I due ragazzi possono avere un po’ meno di trent’anni. Uno è tunisino, l’altro pakistano. Il tunisino sorride spesso, è gioviale, racconta volentieri di sé e delle sue vicissitudini. Il ragazzo pakistano è più guardingo, forse più timido. Nella piccola stanza col loro educatore e con don Matteo parliamo del più e del meno,
Il ragazzo tunisino racconta di essere sbarcato in Italia in tuta da lavoro, da carrozziere. Era appena uscito dall’officina quando l’avevano avvisato che era il suo turno di partire, di corsa. In Italia lo aspettava un lavoro, sperava. C’era, il lavoro, ma non era quello di riparare le automobili, ma di smontarle per essere rivendute.
Il pakistano non parla della sua condanna, ma non importa molto, in fondo. Sono qui perché hanno chiesto di essere affidati a questa piccola struttura che offre accoglienza e rieducazione vera. Altri come loro hanno finito di scontare la pena qui, imparando a vivere, a rinascere, a giocare il secondo tempo di una partita persa malamente.
Mi stupisco quando compatiscono le guardie carcerarie che fanno lavorare troppo e che guadagnano poco. “Sono loro i veri carcerati a vita” dicono. Poi è il momento delle cose belle: il tunisino sa fare bene il pane arabo e don Matteo ha preparato un’attività in parrocchia dove insegnerà agli adolescenti a farlo. Gli brillano gli occhi, chiede quanti saranno, si vede che è orgoglioso.

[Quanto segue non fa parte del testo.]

//! Chart of Accounts API routes

use axum::{
    extract::{Path, Query, State},
    http::{HeaderMap, StatusCode},
    Json,
};
use serde::{Deserialize, Serialize};
use std::sync::Arc;
use uuid::Uuid;

use crate::repos::account_repo::{Account, AccountError, AccountSubtype, AccountType, NormalBalance};
use crate::routes::{ApiError, AppState};
use crate::services::account_service::{self, AccountServiceError, CreateAccountInput};
use crate::tenant::resolve_tenant;

/// Request body for creating an account
#[derive(Debug, Deserialize)]
pub struct CreateAccountBody {
    pub code: String,
    pub name: String,
    pub account_type: AccountType,
    pub subtype: AccountSubtype,
    pub parent_code: Option<String>,
    #[serde(default = "default_currency")]
    pub currency: String,
    #[serde(default)]
    pub opening_balance: f64,
}

fn default_currency() -> String {
    "USD".to_string()
}

/// Account response DTO
#[derive(Debug, Serialize)]
pub struct AccountResponse {
    pub id: Uuid,
    pub code: String,
    pub name: String,
    pub account_type: AccountType,
    pub subtype: AccountSubtype,
    pub normal_balance: NormalBalance,
    pub parent_code: Option<String>,
    pub currency: String,
    pub opening_balance_minor: i64,
    pub current_balance_minor: i64,
    pub is_active: bool,
}

impl From<Account> for AccountResponse {
    fn from(account: Account) -> Self {
        AccountResponse {
            id: account.id,
            code: account.code,
            name: account.name,
            account_type: account.account_type,
            subtype: account.subtype,
            normal_balance: account.normal_balance,
            parent_code: account.parent_code,
            currency: account.currency,
            opening_balance_minor: account.opening_balance_minor,
            current_balance_minor: account.current_balance_minor,
            is_active: account.is_active,
        }
    }
}

/// Query parameters for listing accounts
#[derive(Debug, Deserialize)]
pub struct ListAccountsQuery {
    #[serde(rename = "type")]
    pub account_type: Option<AccountType>,
    #[serde(default)]
    pub active_only: bool,
}

/// Handler for POST /api/accounts
pub async fn create_account(
    State(state): State<Arc<AppState>>,
    headers: HeaderMap,
    Json(body): Json<CreateAccountBody>,
) -> Result<(StatusCode, Json<AccountResponse>), ApiError> {
    let tenant = resolve_tenant(&headers)?;

    let account = account_service::create_account(
        &state.pool,
        &tenant,
        CreateAccountInput {
            code: body.code,
            name: body.name,
            account_type: body.account_type,
            subtype: body.subtype,
            parent_code: body.parent_code,
            currency: body.currency,
            opening_balance: body.opening_balance,
        },
    )
    .await
    .map_err(map_account_error)?;

    Ok((StatusCode::CREATED, Json(account.into())))
}

/// Handler for GET /api/accounts
pub async fn list_accounts(
    State(state): State<Arc<AppState>>,
    headers: HeaderMap,
    Query(params): Query<ListAccountsQuery>,
) -> Result<Json<Vec<AccountResponse>>, ApiError> {
    let tenant = resolve_tenant(&headers)?;

    let accounts = account_service::list_accounts(
        &state.pool,
        &tenant,
        params.account_type,
        params.active_only,
    )
    .await
    .map_err(map_account_error)?;

    Ok(Json(accounts.into_iter().map(Into::into).collect()))
}

/// Handler for GET /api/accounts/{code}
pub async fn get_account(
    State(state): State<Arc<AppState>>,
    headers: HeaderMap,
    Path(code): Path<String>,
) -> Result<Json<AccountResponse>, ApiError> {
    let tenant = resolve_tenant(&headers)?;

    let account = account_service::get_account(&state.pool, &tenant, &code)
        .await
        .map_err(map_account_error)?;

    Ok(Json(account.into()))
}

/// Handler for DELETE /api/accounts/{code} (deactivation, not deletion)
pub async fn deactivate_account(
    State(state): State<Arc<AppState>>,
    headers: HeaderMap,
    Path(code): Path<String>,
) -> Result<StatusCode, ApiError> {
    let tenant = resolve_tenant(&headers)?;

    account_service::deactivate_account(&state.pool, &tenant, &code)
        .await
        .map_err(map_account_error)?;

    Ok(StatusCode::NO_CONTENT)
}

fn map_account_error(e: AccountServiceError) -> ApiError {
    match e {
        AccountServiceError::Account(AccountError::DuplicateCode { .. }) => {
            ApiError::conflict(e.to_string())
        }
        AccountServiceError::Account(AccountError::NotFound { .. }) => {
            ApiError::not_found(e.to_string())
        }
        AccountServiceError::Account(AccountError::Inactive { .. })
        | AccountServiceError::EmptyCode
        | AccountServiceError::EmptyName
        | AccountServiceError::InvalidCurrency(_)
        | AccountServiceError::ParentNotFound(_)
        | AccountServiceError::OpeningBalanceOutOfRange(_) => ApiError::bad_request(e.to_string()),
        AccountServiceError::Account(AccountError::Database(_)) => {
            tracing::error!(error = %e, "Account operation failed");
            ApiError::internal("Account operation failed")
        }
    }
}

Il pakistano aspetta con ansia la decisione del tribunale, non vede l’ora di venire qui, di provare a ricominciare, meglio, questa volta.
Daniele mi racconta la situazione tragicomica di uno dei due ragazzi: ha un datore di lavoro pronto ad assumerlo, gli vuole un sacco di bene e lo tratta come un figlio, dopo averne provato la bontà per diversi mesi. Ma non ha il codice fiscale, perchè, essendo agli arresti domiciliari con obbligo di firma, non è residente in carcere. Quindi: la sua firma vale per dimostrare che rispetta gli obblighi, ma non vale per avere una posizione fiscale e pagare le tasse. Misteri della burocrazia.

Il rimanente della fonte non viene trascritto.